PURPOSE:To provide a genome DNA sequence existing on the downstream side of Fomes japonicus chromosome-coding protein LZ-8 having immunosuppressive activity derived from Fomes japonicus and having a gene of LZ-8-2 as e.g. an immunosuppressive agent high in homology with LZ-8. CONSTITUTION:Fomes japonicus mycelia is ground in liquid nitrogen and suspended in a 10mM tris-HC1 buffer solution (pH 7.5) and added with a surfactant. Protease K is added to the resultant suspension, treated at 37 deg.C for 2hr, added with 5M NaCl and extracted with phenol. The resultant aqueous layer is extracted with chloroform/isoamyl alcohol (24:1) followed by addition of ethanol to precipitate genome DNA, which is, in turn, separated and treated with ribonuclease A to remove RNA, and the genome DNA obtained is put to restriction enzyme treatment and then packaged in phage to make a library, which is then screened with a probe to screen positive clone, from which DNA is collected, thus obtaining the objective genome DNA sequence of the formula.

Description

Detailed Description of the Invention

[0001]

The present invention relates to the genus Ganoderma (Ganode).
rma) Mycelium-derived protein with immunosuppressive ability (LZ-8)
The present invention relates to the LZ-8-2 gene, which is present downstream of the gene encoding Ganoderma lucidum and has high homology with LZ-8.

[0002]

[Prior Art] Ganoderma lucidum
The Polygonales (Polyporales)
Basidiomycete belonging to the group, also called Reishi, has been prized as a herbal medicine since ancient times, and as one of the ingredients of Kampo medicine,
It is also widely used as a health food.

The present inventors previously extracted and purified the protein LZ-8 having immunosuppressive ability from the mycelium of Ganoderma lucidum, identified its amino acid sequence, and encoded the amino acid sequence.
The cDNA was cloned (Japanese Patent Laid-Open No. 64-27490, Japanese Patent Laid-Open No. 2-27490).
124899, The Journal of Biological Chemistry vol.
264, 472-478 (1989), The Journal of Biological Che
mistry vol.264, 16372-16377 (1989) and The Journal
of Biological Chemistry vol.266, 2486-2493 (199
1)). Furthermore, a genomic DNA substantially containing a region controlling the transcription and termination of the structural gene of LZ-8 was cloned and its sequence was determined (Japanese Patent Application No. 1-309257, The Journal).
of Biological Chemistry vol.266, 2486-2493 (199
1)).

LZ-8 consists of 110 amino acids in which the N-terminal amino acid is acetylated, and has a molecular weight of 12,420 including the N-terminal acetyl group. The physiological activities of LZ-8 include allergic type I (anaphylaxis) and
It is known to inhibit type II (insulin-dependent diabetes mellitus), type III (arthus reaction) and type IV (mixed lymphocyte reaction). From this, LZ-8 is considered to be effective in treating allergies, and research is being conducted.

[0005]

As described above, LZ-8 is useful as an immunosuppressant, but it is important for drug development to find a new immunosuppressive protein. Therefore, an object of the present invention is to provide a novel immunosuppressive protein and a gene encoding the same.

[0006]

[Means for Solving the Problems] Therefore, when the present inventors cloned the genomic DNA of Ganoderma lucidum using an oligonucleotide probe derived from the LZ-8 gene, a structural gene LZ-8 different from the LZ-8 gene was obtained. -2 isolated,
Furthermore, they succeeded in expressing this and obtaining a new protein, and completed the present invention.

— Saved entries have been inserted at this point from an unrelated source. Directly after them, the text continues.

//! Sync settings: page size, enrichment fan-out, call timeout, and status history.
//!
//! [`SyncConfig`] is assembled through [`SyncConfigBuilder`] or parsed from JSON; both paths run
//! the same validation so an invalid value never reaches a running cycle.

// std
use std::time::Duration as StdDuration;
// self
use crate::{_prelude::*, error::ConfigError};

/// Errors raised while validating sync settings.
#[derive(Clone, Debug, PartialEq, Eq, Serialize, Deserialize, ThisError)]
pub enum SyncConfigError {
	/// Page size must stay inside the directory's accepted window.
	#[error("Page size {value} must be between 1 and {max}.")]
	PageSizeOutOfRange {
		/// Rejected value.
		value: usize,
		/// Largest page the directory serves.
		max: usize,
	},
	/// At least one enrichment call must be allowed in flight.
	#[error("Enrichment concurrency must be at least 1.")]
	ZeroConcurrency,
	/// Directory calls need a positive time budget.
	#[error("Request timeout must be positive.")]
	NonPositiveTimeout,
	/// Cycle status history must keep at least one entry.
	#[error("Cycle status history must keep at least one entry.")]
	ZeroStatusHistory,
}

/// Validated sync settings shared by every flow of a [`Mirror`](crate::sync::Mirror).
#[derive(Clone, Debug, PartialEq, Eq, Serialize, Deserialize)]
#[serde(try_from = "SyncConfigRepr", into = "SyncConfigRepr")]
pub struct SyncConfig {
	/// Entries requested per directory page.
	pub page_size: usize,
	/// Profile lookups allowed in flight at once, across pages and reads.
	pub enrich_concurrency: usize,
	/// Upper bound for every directory call.
	pub request_timeout: Duration,
	/// Number of finished cycles whose status stays queryable.
	pub status_history: usize,
}
impl SyncConfig {
	/// Largest page the directory serves.
	pub const MAX_PAGE_SIZE: usize = 500;

	const DEFAULT_ENRICH_CONCURRENCY: usize = 16;
	const DEFAULT_PAGE_SIZE: usize = 100;
	const DEFAULT_REQUEST_TIMEOUT: Duration = Duration::seconds(30);
	const DEFAULT_STATUS_HISTORY: usize = 32;

	/// Returns a builder seeded with the defaults.
	pub fn builder() -> SyncConfigBuilder {
		SyncConfigBuilder::default()
	}

	/// Parses and validates settings from a JSON document; absent keys keep their defaults.
	pub fn from_json(bytes: &[u8]) -> Result<Self, ConfigError> {
		let mut de = serde_json::Deserializer::from_slice(bytes);

		serde_path_to_error::deserialize(&mut de).map_err(|source| ConfigError::SyncParse { source })
	}

	/// Request timeout as a standard-library duration for timers.
	pub fn request_timeout_std(&self) -> StdDuration {
		crate::http::to_std_duration(self.request_timeout)
	}

	fn validate(&self) -> Result<(), SyncConfigError> {
		if !(1..=Self::MAX_PAGE_SIZE).contains(&self.page_size) {
			return Err(SyncConfigError::PageSizeOutOfRange {
				value: self.page_size,
				max: Self::MAX_PAGE_SIZE,
			});
		}
		if self.enrich_concurrency == 0 {
			return Err(SyncConfigError::ZeroConcurrency);
		}
		if !self.request_timeout.is_positive() {
			return Err(SyncConfigError::NonPositiveTimeout);
		}
		if self.status_history == 0 {
			return Err(SyncConfigError::ZeroStatusHistory);
		}

		Ok(())
	}
}
impl Default for SyncConfig {
	fn default() -> Self {
		Self {
			page_size: Self::DEFAULT_PAGE_SIZE,
			enrich_concurrency: Self::DEFAULT_ENRICH_CONCURRENCY,
			request_timeout: Self::DEFAULT_REQUEST_TIMEOUT,
			status_history: Self::DEFAULT_STATUS_HISTORY,
		}
	}
}

#[derive(Serialize, Deserialize)]
#[serde(default, deny_unknown_fields)]
struct SyncConfigRepr {
	page_size: usize,
	enrich_concurrency: usize,
	request_timeout_secs: i64,
	status_history: usize,
}
impl Default for SyncConfigRepr {
	fn default() -> Self {
		SyncConfig::default().into()
	}
}
impl From<SyncConfig> for SyncConfigRepr {
	fn from(config: SyncConfig) -> Self {
		Self {
			page_size: config.page_size,
			enrich_concurrency: config.enrich_concurrency,
			request_timeout_secs: config.request_timeout.whole_seconds(),
			status_history: config.status_history,
		}
	}
}
impl TryFrom<SyncConfigRepr> for SyncConfig {
	type Error = SyncConfigError;

	fn try_from(repr: SyncConfigRepr) -> Result<Self, Self::Error> {
		SyncConfig::builder()
			.page_size(repr.page_size)
			.enrich_concurrency(repr.enrich_concurrency)
			.request_timeout(Duration::seconds(repr.request_timeout_secs))
			.status_history(repr.status_history)
			.build()
	}
}

/// Builder for [`SyncConfig`] values.
#[derive(Clone, Debug, Default)]
pub struct SyncConfigBuilder {
	config: SyncConfig,
}
impl SyncConfigBuilder {
	/// Sets the directory page size.
	pub fn page_size(mut self, page_size: usize) -> Self {
		self.config.page_size = page_size;

		self
	}

	/// Sets how many profile lookups may run at once.
	pub fn enrich_concurrency(mut self, permits: usize) -> Self {
		self.config.enrich_concurrency = permits;

		self
	}

	/// Sets the upper bound for every directory call.
	pub fn request_timeout(mut self, timeout: Duration) -> Self {
		self.config.request_timeout = timeout;

		self
	}

	/// Sets how many finished cycles stay queryable.
	pub fn status_history(mut self, entries: usize) -> Self {
		self.config.status_history = entries;

		self
	}

	/// Consumes the builder and validates the resulting settings.
	pub fn build(self) -> Result<SyncConfig, SyncConfigError> {
		self.config.validate()?;

		Ok(self.config)
	}
}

That is, the present invention provides a genomic DNA sequence having the LZ-8-2 structural gene represented by SEQ ID NO: 1 and an LZ-8-2 protein encoded by the genomic DNA sequence.

The genomic DNA sequence of the present invention is disclosed in, for example, Japanese Patent Laid-Open No.
Genomic DNA was extracted from the mycelium of Ganoderma lucidum described in 4-27490 or JP-A-2-124899, and the genomic DNA was extracted from the mycelium.
It is obtained by preparing a library and cloning it from the library using the probe method.

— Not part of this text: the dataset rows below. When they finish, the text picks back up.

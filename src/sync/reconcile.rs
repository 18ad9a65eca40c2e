//! Reconciliation writer: per-page upserts and the post-cycle reaper.

// self
use crate::{
	_prelude::*,
	model::AuthorizerRecord,
	obs::{self, FlowOutcome, SyncKind, SyncSpan},
	sync::Mirror,
};

impl Mirror {
	/// Upserts one enriched page, stamping every record as seen at `observed_at`.
	pub async fn reconcile_page(
		&self,
		records: Vec<AuthorizerRecord>,
		observed_at: OffsetDateTime,
	) -> Result<()> {
		if records.is_empty() {
			return Ok(());
		}

		self.store.upsert_batch(records, observed_at).await?;

		Ok(())
	}

	/// Deletes records not seen since `started_at`, but only when the cycle succeeded.
	///
	/// Returns `None` without touching the store for a failed cycle.
	pub async fn reap_if_cycle_succeeded(
		&self,
		started_at: OffsetDateTime,
		succeeded: bool,
	) -> Result<Option<usize>> {
		if !succeeded {
			return Ok(None);
		}

		let span = SyncSpan::new(SyncKind::Reap, "delete_older_than");
		let reaped = span.instrument(self.store.delete_older_than(started_at)).await?;

		obs::record_flow_outcome(SyncKind::Reap, FlowOutcome::Success);
		obs::step_completed(SyncKind::Reap, "reap", reaped);
		self.metrics.record_reaped(reaped);

		Ok(Some(reaped))
	}
}
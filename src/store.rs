//! Storage contracts and built-in store implementations for mirrored authorizer records.

pub mod file;
pub mod memory;

pub use file::FileStore;
pub use memory::MemoryStore;

// self
use crate::{
	_prelude::*,
	model::{AppId, AuthorizerProfile, AuthorizerRecord, Handle, ProfileField},
};

/// Boxed future returned by [`RecordStore`] operations.
pub type StoreFuture<'a, T> = Pin<Box<dyn Future<Output = Result<T, StoreError>> + 'a + Send>>;

/// Storage backend contract implemented by authorizer record stores.
///
/// Every record is keyed by its [`AppId`]; the store keeps a `last_seen_at` instant beside each
/// record that only the reaper reads.
pub trait RecordStore
where
	Self: Send + Sync,
{
	/// Inserts or replaces every record, stamping `last_seen_at` with `observed_at`.
	///
	/// `last_seen_at` never moves backwards, and a bare incoming record keeps the profile
	/// already stored for the same app id.
	fn upsert_batch(
		&self,
		records: Vec<AuthorizerRecord>,
		observed_at: OffsetDateTime,
	) -> StoreFuture<'_, ()>;

	/// Replaces the profile of records that still exist and returns how many were patched.
	///
	/// A patch applies only while the stored profile equals [`ProfilePatch::expected`]; any other
	/// patch is skipped. Patches never create records and never touch tokens or `last_seen_at`.
	fn patch_profiles(&self, patches: Vec<ProfilePatch>) -> StoreFuture<'_, usize>;

	/// Deletes every record whose `last_seen_at` is strictly older than `cutoff`.
	fn delete_older_than(&self, cutoff: OffsetDateTime) -> StoreFuture<'_, usize>;

	/// Returns one page of records ordered by app id, plus the total matching count.
	fn query<'a>(
		&'a self,
		filter: &'a RecordFilter,
		offset: usize,
		limit: usize,
	) -> StoreFuture<'a, RecordPage>;

	/// Fetches the record for an app id, if present.
	fn fetch<'a>(&'a self, app_id: &'a AppId) -> StoreFuture<'a, Option<AuthorizerRecord>>;

	/// Fetches the record whose profile carries the given handle, if present.
	fn find_by_handle<'a>(&'a self, handle: &'a Handle)
	-> StoreFuture<'a, Option<AuthorizerRecord>>;

	/// Returns the instant the record was last observed by a pull cycle.
	fn last_seen<'a>(&'a self, app_id: &'a AppId) -> StoreFuture<'a, Option<OffsetDateTime>>;
}

/// Error type produced by [`RecordStore`] implementations.
#[derive(Clone, Debug, PartialEq, Eq, Serialize, Deserialize, ThisError)]
pub enum StoreError {
	/// Serialization failures surfaced by the backend.
	#[error("Serialization error: {message}.")]
	Serialization {
		/// Human-readable error payload.
		message: String,
	},
	/// Backend-level failure for the storage engine.
	#[error("Backend failure: {message}.")]
	Backend {
		/// Human-readable error payload.
		message: String,
	},
}

/// Record narrowing applied by [`RecordStore::query`].
#[derive(Clone, Debug, Default, PartialEq, Eq)]
pub struct RecordFilter {
	/// Restricts the page to a single app id.
	pub app_id: Option<AppId>,
}
impl RecordFilter {
	fn matches(&self, record: &AuthorizerRecord) -> bool {
		self.app_id.as_ref().is_none_or(|app_id| app_id == &record.app_id)
	}
}

/// One page of mirrored records.
#[derive(Clone, Debug, Default, PartialEq, Eq)]
pub struct RecordPage {
	/// Records in app id order.
	pub records: Vec<AuthorizerRecord>,
	/// Number of records matching the filter, ignoring pagination.
	pub total: usize,
}

/// Profile correction produced by the read path.
#[derive(Clone, Debug, PartialEq, Eq)]
pub struct ProfilePatch {
	/// Record to correct.
	pub app_id: AppId,
	/// Stored profile the diff was computed against.
	pub expected: Option<AuthorizerProfile>,
	/// Freshly fetched profile.
	pub profile: AuthorizerProfile,
	/// Fields that differed from the stored profile.
	pub changed: Vec<ProfileField>,
}

/// Result of applying one [`ProfilePatch`].
#[derive(Clone, Copy, Debug, PartialEq, Eq)]
pub(crate) enum PatchOutcome {
	/// The stored profile matched the expected one and was replaced.
	Updated,
	/// The record exists but its profile changed since the diff was taken.
	ProfileMismatch,
	/// No record exists for the app id.
	Missing,
}

/// Stored record plus the bookkeeping the reaper relies on.
#[derive(Clone, Debug, PartialEq, Eq, Serialize, Deserialize)]
pub struct StoredRecord {
	/// Mirrored record.
	pub record: AuthorizerRecord,
	/// Start instant of the most recent cycle that observed the record.
	pub last_seen_at: OffsetDateTime,
}

/// Record table shared by the built-in backends.
#[derive(Clone, Debug, Default)]
pub(crate) struct RecordTable(BTreeMap<AppId, StoredRecord>);
impl RecordTable {
	pub(crate) fn from_rows(rows: Vec<StoredRecord>) -> Self {
		Self(rows.into_iter().map(|row| (row.record.app_id.clone(), row)).collect())
	}

	pub(crate) fn rows(&self) -> Vec<&StoredRecord> {
		self.0.values().collect()
	}

	pub(crate) fn upsert(&mut self, records: Vec<AuthorizerRecord>, observed_at: OffsetDateTime) {
		for mut record in records {
			match self.0.get_mut(&record.app_id) {
				Some(stored) => {
					if record.profile.is_none() {
						record.profile = stored.record.profile.take();
					}

					stored.record = record;
					stored.last_seen_at = stored.last_seen_at.max(observed_at);
				},
				None => {
					self.0.insert(
						record.app_id.clone(),
						StoredRecord { record, last_seen_at: observed_at },
					);
				},
			}
		}
	}

	pub(crate) fn patch(&mut self, patches: Vec<ProfilePatch>) -> usize {
		let mut patched = 0;

		for patch in patches {
			if self.compare_and_swap_profile(patch) == PatchOutcome::Updated {
				patched += 1;
			}
		}

		patched
	}

	pub(crate) fn compare_and_swap_profile(&mut self, patch: ProfilePatch) -> PatchOutcome {
		let Some(stored) = self.0.get_mut(&patch.app_id) else {
			return PatchOutcome::Missing;
		};

		if stored.record.profile != patch.expected {
			return PatchOutcome::ProfileMismatch;
		}

		stored.record.profile = Some(patch.profile);

		PatchOutcome::Updated
	}

	pub(crate) fn delete_older_than(&mut self, cutoff: OffsetDateTime) -> usize {
		let before = self.0.len();

		self.0.retain(|_, stored| stored.last_seen_at >= cutoff);

		before - self.0.len()
	}

	pub(crate) fn query(&self, filter: &RecordFilter, offset: usize, limit: usize) -> RecordPage {
		let matching = self.0.values().filter(|stored| filter.matches(&stored.record));
		let total = matching.clone().count();
		let records =
			matching.skip(offset).take(limit).map(|stored| stored.record.clone()).collect();

		RecordPage { records, total }
	}

	pub(crate) fn get(&self, app_id: &AppId) -> Option<AuthorizerRecord> {
		self.0.get(app_id).map(|stored| stored.record.clone())
	}

	pub(crate) fn find_by_handle(&self, handle: &Handle) -> Option<AuthorizerRecord> {
		self.0
			.values()
			.find(|stored| stored.record.handle() == Some(handle.as_ref()))
			.map(|stored| stored.record.clone())
	}

	pub(crate) fn last_seen(&self, app_id: &AppId) -> Option<OffsetDateTime> {
		self.0.get(app_id).map(|stored| stored.last_seen_at)
	}
}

[0009] Ganoderma lucidum used in the present invention may be any mycelium identified according to the primary color Japanese fungus pictorial book (Nursing company version) and the Japanese mycological journal by Seiya Ito (Yokendo version). However, there is a possibility that there will be variations in the production amount depending on the bacterial strain or there may be regional differences in the collected bacterial strains. Ga deposited as FERM BP-1826)
It is preferred to use noderma lucidum No.16.

Extraction of Ganoderma lucidum genomic DNA from Ganoderma lucidum is carried out according to a conventional method. To prepare a genomic DNA library from the obtained genomic DNA, for example, the genomic DNA may be completely digested with a restriction enzyme EcoRI and packaged into λ phage using a commercially available packaging kit.

To clone the LZ-8-2 gene from the genomic DNA library, it is preferable to use an oligonucleotide probe derived from the LZ-8 gene.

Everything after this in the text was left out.